How he’s holding his own in front
of the window with a thousand channels behind
the one that saves his screen with snow, fish houses,
and eagles.
How the days hang above the ice as vast
recycled pages on which he writes in invisible ink.
How the sun arcs across the sky, then breaks like a plate
above the horizon.
How the temperature drops
below zero at dusk, then continues to fall till morning.
In this way she teaches me how to speak to him in his sleep
at his home in Minnesota, which is the same, she says,
as talking to a friend you’ve never met, but grown close to
nonetheless from hearing his voice.
I hear the snow
falling as she holds the phone outside the window.

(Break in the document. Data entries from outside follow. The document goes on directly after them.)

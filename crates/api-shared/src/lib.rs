//! # API Shared
//!
//! Shared definitions for the CDSS server binaries.
//!
//! Contains:
//! - REST wire types (`wire` module), with OpenAPI schemas
//! - Shared services like `HealthService`

pub mod health;
pub mod wire;

pub use health::HealthService;
pub use wire::*;
//! Mapping of core errors onto HTTP responses.
//!
//! Client-facing bodies keep the shape the browser client expects: a bare JSON string
//! `"Error: ..."` for 400s and `{message, error}` for an interaction conflict.

use axum::http::StatusCode;
use axum::response::{IntoResponse, Response};
use axum::Json;

use api_shared::InteractionRes;
use cdss_core::CdssError;

/// API-level errors with HTTP status mapping.
#[derive(Debug, thiserror::Error)]
pub enum ApiError {
    #[error("{0}")]
    Validation(String),
    #[error("{0}")]
    Interaction(String),
    #[error("{0}")]
    Persistence(String),
}

impl From<CdssError> for ApiError {
    fn from(err: CdssError) -> Self {
        if err.is_validation() {
            ApiError::Validation(err.to_string())
        } else if err.is_conflict() {
            ApiError::Interaction(err.to_string())
        } else {
            ApiError::Persistence(err.to_string())
        }
    }
}

impl From<tokio::task::JoinError> for ApiError {
    fn from(err: tokio::task::JoinError) -> Self {
        ApiError::Persistence(err.to_string())
    }
}

impl IntoResponse for ApiError {
    fn into_response(self) -> Response {
        match self {
            ApiError::Validation(detail) => {
                (StatusCode::BAD_REQUEST, Json(format!("Error: {}", detail))).into_response()
            }
            ApiError::Interaction(detail) => (
                StatusCode::CONFLICT,
                Json(InteractionRes {
                    message: "Interaction Detected".into(),
                    error: detail,
                }),
            )
                .into_response(),
            ApiError::Persistence(detail) => {
                tracing::error!("persistence error: {}", detail);
                (StatusCode::BAD_REQUEST, Json(format!("Error: {}", detail))).into_response()
            }
        }
    }
}

#[cfg(test)]
mod tests {
    use super::*;

    #[test]
    fn core_errors_map_to_api_errors() {
        assert!(matches!(
            ApiError::from(CdssError::MissingRequiredFields),
            ApiError::Validation(msg) if msg == "Please provide all required fields."
        ));
        assert!(matches!(
            ApiError::from(CdssError::InteractionDetected("boom".into())),
            ApiError::Interaction(msg) if msg == "boom"
        ));
        assert!(matches!(
            ApiError::from(CdssError::FileRead(std::io::Error::other("disk gone"))),
            ApiError::Persistence(_)
        ));
    }

    #[test]
    fn status_codes() {
        let validation = ApiError::Validation("x".into()).into_response();
        assert_eq!(validation.status(), StatusCode::BAD_REQUEST);

        let conflict = ApiError::Interaction("x".into()).into_response();
        assert_eq!(conflict.status(), StatusCode::CONFLICT);

        let persistence = ApiError::Persistence("x".into()).into_response();
        assert_eq!(persistence.status(), StatusCode::BAD_REQUEST);
    }
}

Silence is the sound of snow falling on snow, I think
as I listen to the flakes inside the air before she closes
the window.
“I’m thinking of walleye in their sleep,”
I tell my father.
“Of catching them as they dream,
then throwing them back in the hole I drilled by hand
with the auger you gave me as a child, whose handle is stained
with blood from my turning it so many times into the ice
of Bad Medicine.”
I wait for her voice to return, then say,
“Just this for now since any more would disappear the lake
inside his head on which he builds a house for us to fish
throughout the winter.”
Chard deNiord is the author of four poetry collections: The Double Truth, Night Mowing, Sharp Golden Thorn, and Asleep in the Fire. His poetry has appeared in The Pushcart Prize, The Best Poems from Thirty Years of the Pushcart Prize, The Best American Poetry, and in numerous journals. He is professor of English and creative writing at Providence College and cofounder of the New England College MFA program in poetry.